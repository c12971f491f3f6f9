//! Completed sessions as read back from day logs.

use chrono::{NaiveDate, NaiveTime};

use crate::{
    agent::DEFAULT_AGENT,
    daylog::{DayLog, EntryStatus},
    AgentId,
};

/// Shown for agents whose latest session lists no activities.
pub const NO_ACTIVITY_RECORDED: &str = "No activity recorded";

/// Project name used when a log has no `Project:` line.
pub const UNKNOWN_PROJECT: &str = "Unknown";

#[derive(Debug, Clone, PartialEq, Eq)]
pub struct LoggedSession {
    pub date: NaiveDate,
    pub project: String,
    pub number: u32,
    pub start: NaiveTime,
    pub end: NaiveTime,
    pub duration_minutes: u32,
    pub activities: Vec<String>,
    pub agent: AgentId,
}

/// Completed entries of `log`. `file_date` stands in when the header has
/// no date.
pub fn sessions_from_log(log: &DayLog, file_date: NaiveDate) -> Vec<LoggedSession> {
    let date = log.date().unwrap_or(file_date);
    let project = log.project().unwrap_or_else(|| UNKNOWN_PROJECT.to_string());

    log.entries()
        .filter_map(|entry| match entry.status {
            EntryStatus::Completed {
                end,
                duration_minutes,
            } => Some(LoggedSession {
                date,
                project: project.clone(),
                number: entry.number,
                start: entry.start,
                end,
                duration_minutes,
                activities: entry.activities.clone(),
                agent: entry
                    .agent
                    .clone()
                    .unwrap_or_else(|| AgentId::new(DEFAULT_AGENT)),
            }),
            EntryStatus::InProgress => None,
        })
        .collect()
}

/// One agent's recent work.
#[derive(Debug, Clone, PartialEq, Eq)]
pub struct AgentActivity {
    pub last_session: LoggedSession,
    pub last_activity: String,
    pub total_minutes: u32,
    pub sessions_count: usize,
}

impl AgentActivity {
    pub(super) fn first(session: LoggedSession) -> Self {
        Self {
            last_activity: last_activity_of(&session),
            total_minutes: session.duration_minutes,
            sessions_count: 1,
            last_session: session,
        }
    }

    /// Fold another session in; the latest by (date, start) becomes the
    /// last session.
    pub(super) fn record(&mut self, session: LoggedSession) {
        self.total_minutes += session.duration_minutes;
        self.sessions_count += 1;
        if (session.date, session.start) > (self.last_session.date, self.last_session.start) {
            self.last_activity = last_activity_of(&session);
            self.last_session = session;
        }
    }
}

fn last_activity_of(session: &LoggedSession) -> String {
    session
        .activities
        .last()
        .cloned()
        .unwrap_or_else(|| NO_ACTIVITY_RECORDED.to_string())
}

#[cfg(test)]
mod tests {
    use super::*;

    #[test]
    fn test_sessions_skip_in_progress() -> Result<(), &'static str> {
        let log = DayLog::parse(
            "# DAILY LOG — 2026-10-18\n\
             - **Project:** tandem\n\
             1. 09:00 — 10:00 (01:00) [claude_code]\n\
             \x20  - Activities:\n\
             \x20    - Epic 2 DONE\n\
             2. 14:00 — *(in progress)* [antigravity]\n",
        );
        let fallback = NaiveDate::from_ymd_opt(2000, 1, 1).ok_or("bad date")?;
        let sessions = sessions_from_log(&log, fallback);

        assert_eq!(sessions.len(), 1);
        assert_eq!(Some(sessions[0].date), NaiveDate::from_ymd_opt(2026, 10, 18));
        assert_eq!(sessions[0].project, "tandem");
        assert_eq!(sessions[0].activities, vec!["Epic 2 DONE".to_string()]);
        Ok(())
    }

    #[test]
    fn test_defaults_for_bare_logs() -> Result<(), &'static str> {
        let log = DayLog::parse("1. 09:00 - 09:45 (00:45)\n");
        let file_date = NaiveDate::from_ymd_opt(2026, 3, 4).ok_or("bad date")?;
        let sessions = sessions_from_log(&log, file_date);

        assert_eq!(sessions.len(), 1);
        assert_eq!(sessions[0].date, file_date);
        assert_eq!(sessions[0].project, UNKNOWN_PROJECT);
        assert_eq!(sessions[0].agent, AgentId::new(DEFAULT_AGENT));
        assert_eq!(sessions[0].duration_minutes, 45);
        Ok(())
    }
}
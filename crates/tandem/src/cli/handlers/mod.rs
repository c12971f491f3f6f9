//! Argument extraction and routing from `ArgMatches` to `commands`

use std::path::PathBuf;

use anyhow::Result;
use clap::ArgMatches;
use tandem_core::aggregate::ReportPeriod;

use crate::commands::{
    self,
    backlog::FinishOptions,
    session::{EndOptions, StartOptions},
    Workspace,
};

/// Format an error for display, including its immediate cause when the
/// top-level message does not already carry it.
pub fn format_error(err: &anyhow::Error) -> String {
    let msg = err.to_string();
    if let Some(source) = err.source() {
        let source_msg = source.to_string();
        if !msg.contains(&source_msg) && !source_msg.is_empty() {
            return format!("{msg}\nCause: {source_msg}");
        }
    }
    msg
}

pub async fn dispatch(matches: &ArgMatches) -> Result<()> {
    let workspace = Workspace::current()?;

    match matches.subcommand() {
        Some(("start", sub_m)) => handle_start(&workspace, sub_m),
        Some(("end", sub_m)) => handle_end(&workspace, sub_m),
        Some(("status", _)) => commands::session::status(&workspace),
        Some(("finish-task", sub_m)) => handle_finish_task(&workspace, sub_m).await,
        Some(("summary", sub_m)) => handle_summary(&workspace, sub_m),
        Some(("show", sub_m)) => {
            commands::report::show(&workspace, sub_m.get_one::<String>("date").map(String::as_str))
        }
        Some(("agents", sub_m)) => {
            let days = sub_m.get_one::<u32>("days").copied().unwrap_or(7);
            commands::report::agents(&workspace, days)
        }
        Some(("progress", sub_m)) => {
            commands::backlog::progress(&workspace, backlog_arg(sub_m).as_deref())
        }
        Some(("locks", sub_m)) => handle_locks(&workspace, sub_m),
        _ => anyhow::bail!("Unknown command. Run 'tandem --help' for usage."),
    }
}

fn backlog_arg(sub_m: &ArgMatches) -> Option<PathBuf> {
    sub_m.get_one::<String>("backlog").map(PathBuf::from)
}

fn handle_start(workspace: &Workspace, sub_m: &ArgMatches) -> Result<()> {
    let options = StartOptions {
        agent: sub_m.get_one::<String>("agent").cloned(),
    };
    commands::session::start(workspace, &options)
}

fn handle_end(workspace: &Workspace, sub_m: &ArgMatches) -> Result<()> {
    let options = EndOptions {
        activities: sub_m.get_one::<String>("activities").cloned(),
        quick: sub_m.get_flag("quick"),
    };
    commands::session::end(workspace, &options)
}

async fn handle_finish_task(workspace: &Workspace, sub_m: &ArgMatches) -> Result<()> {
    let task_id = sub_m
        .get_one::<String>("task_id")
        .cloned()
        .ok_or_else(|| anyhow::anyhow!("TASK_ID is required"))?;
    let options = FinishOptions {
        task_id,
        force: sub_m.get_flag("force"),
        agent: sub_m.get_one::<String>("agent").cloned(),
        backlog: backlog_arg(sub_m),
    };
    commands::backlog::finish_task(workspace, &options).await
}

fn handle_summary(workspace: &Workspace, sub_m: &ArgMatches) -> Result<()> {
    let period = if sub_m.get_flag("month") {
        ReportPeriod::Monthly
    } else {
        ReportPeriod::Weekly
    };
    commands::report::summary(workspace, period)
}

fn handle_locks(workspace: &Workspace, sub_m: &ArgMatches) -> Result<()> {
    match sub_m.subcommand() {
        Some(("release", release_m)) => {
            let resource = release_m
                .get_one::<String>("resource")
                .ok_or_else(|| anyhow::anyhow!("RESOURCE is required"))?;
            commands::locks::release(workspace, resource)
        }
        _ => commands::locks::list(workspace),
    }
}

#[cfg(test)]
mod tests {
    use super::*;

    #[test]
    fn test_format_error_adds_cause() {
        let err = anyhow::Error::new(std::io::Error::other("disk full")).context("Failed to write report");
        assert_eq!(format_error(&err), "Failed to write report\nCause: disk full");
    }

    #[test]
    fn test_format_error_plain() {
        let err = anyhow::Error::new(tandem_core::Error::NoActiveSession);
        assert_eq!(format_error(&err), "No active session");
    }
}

----------------------------------------

Give only how many lines above hold "write".

2